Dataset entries
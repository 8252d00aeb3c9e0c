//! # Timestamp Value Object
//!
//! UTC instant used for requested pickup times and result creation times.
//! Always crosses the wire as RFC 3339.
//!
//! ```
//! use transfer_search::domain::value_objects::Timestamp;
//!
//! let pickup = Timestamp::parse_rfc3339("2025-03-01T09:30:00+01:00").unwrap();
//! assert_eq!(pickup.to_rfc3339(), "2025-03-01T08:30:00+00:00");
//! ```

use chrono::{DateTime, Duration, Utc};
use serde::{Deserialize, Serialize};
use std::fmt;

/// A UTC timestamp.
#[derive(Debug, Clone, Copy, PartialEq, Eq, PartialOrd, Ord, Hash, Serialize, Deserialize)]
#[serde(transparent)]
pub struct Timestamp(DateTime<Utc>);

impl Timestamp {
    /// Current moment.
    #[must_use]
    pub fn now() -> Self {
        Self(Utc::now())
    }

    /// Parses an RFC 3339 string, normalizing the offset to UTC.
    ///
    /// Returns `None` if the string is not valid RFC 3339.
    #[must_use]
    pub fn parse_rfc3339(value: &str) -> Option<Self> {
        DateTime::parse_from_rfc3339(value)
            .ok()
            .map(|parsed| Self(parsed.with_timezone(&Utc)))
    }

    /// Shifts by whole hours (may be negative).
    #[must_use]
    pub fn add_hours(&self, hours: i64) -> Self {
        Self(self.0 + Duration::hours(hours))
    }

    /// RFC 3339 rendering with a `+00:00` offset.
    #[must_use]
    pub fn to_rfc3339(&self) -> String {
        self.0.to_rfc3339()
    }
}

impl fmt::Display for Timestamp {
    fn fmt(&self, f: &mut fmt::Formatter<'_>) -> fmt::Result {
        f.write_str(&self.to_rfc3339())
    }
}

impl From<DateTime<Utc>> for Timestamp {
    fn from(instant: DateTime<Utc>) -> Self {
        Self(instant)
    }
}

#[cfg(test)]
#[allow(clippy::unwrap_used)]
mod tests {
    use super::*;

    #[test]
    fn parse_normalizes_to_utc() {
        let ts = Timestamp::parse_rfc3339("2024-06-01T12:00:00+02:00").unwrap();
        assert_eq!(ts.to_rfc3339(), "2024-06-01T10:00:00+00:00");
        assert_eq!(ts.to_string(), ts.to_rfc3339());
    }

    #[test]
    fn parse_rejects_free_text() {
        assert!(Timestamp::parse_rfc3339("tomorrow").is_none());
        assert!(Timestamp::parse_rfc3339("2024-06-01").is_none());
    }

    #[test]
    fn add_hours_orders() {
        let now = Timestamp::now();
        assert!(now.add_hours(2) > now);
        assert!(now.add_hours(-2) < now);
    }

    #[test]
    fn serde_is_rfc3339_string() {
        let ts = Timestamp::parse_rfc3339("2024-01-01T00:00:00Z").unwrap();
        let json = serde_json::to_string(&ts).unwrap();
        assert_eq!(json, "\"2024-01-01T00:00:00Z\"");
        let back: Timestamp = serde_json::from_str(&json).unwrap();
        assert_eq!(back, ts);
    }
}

■ TASK ITEM: Each of the entries must be set down again exactly.

■ RESPONSE TO THIS EXERCISE:
repository 8252d00aeb3c9e0c
//! # Timestamp Value Object
//!
//! UTC instant used for requested pickup times and result creation times.
//! Always crosses the wire as RFC 3339.
//!
//! ```
//! use transfer_search::domain::value_objects::Timestamp;
//!
//! let pickup = Timestamp::parse_rfc3339("2025-03-01T09:30:00+01:00").unwrap();
//! assert_eq!(pickup.to_rfc3339(), "2025-03-01T08:30:00+00:00");
//! ```

use chrono::{DateTime, Duration, Utc};
use serde::{Deserialize, Serialize};
use std::fmt;

/// A UTC timestamp.
#[derive(Debug, Clone, Copy, PartialEq, Eq, PartialOrd, Ord, Hash, Serialize, Deserialize)]
#[serde(transparent)]
pub struct Timestamp(DateTime<Utc>);

impl Timestamp {
    /// Current moment.
    #[must_use]
    pub fn now() -> Self {
        Self(Utc::now())
    }

    /// Parses an RFC 3339 string, normalizing the offset to UTC.
    ///
    /// Returns `None` if the string is not valid RFC 3339.
    #[must_use]
    pub fn parse_rfc3339(value: &str) -> Option<Self> {
        DateTime::parse_from_rfc3339(value)
            .ok()
            .map(|parsed| Self(parsed.with_timezone(&Utc)))
    }

    /// Shifts by whole hours (may be negative).
    #[must_use]
    pub fn add_hours(&self, hours: i64) -> Self {
        Self(self.0 + Duration::hours(hours))
    }

    /// RFC 3339 rendering with a `+00:00` offset.
    #[must_use]
    pub fn to_rfc3339(&self) -> String {
        self.0.to_rfc3339()
    }
}

impl fmt::Display for Timestamp {
    fn fmt(&self, f: &mut fmt::Formatter<'_>) -> fmt::Result {
        f.write_str(&self.to_rfc3339())
    }
}

impl From<DateTime<Utc>> for Timestamp {
    fn from(instant: DateTime<Utc>) -> Self {
        Self(instant)
    }
}

#[cfg(test)]
#[allow(clippy::unwrap_used)]
mod tests {
    use super::*;

    #[test]
    fn parse_normalizes_to_utc() {
        let ts = Timestamp::parse_rfc3339("2024-06-01T12:00:00+02:00").unwrap();
        assert_eq!(ts.to_rfc3339(), "2024-06-01T10:00:00+00:00");
        assert_eq!(ts.to_string(), ts.to_rfc3339());
    }

    #[test]
    fn parse_rejects_free_text() {
        assert!(Timestamp::parse_rfc3339("tomorrow").is_none());
        assert!(Timestamp::parse_rfc3339("2024-06-01").is_none());
    }

    #[test]
    fn add_hours_orders() {
        let now = Timestamp::now();
        assert!(now.add_hours(2) > now);
        assert!(now.add_hours(-2) < now);
    }

    #[test]
    fn serde_is_rfc3339_string() {
        let ts = Timestamp::parse_rfc3339("2024-01-01T00:00:00Z").unwrap();
        let json = serde_json::to_string(&ts).unwrap();
        assert_eq!(json, "\"2024-01-01T00:00:00Z\"");
        let back: Timestamp = serde_json::from_str(&json).unwrap();
        assert_eq!(back, ts);
    }
}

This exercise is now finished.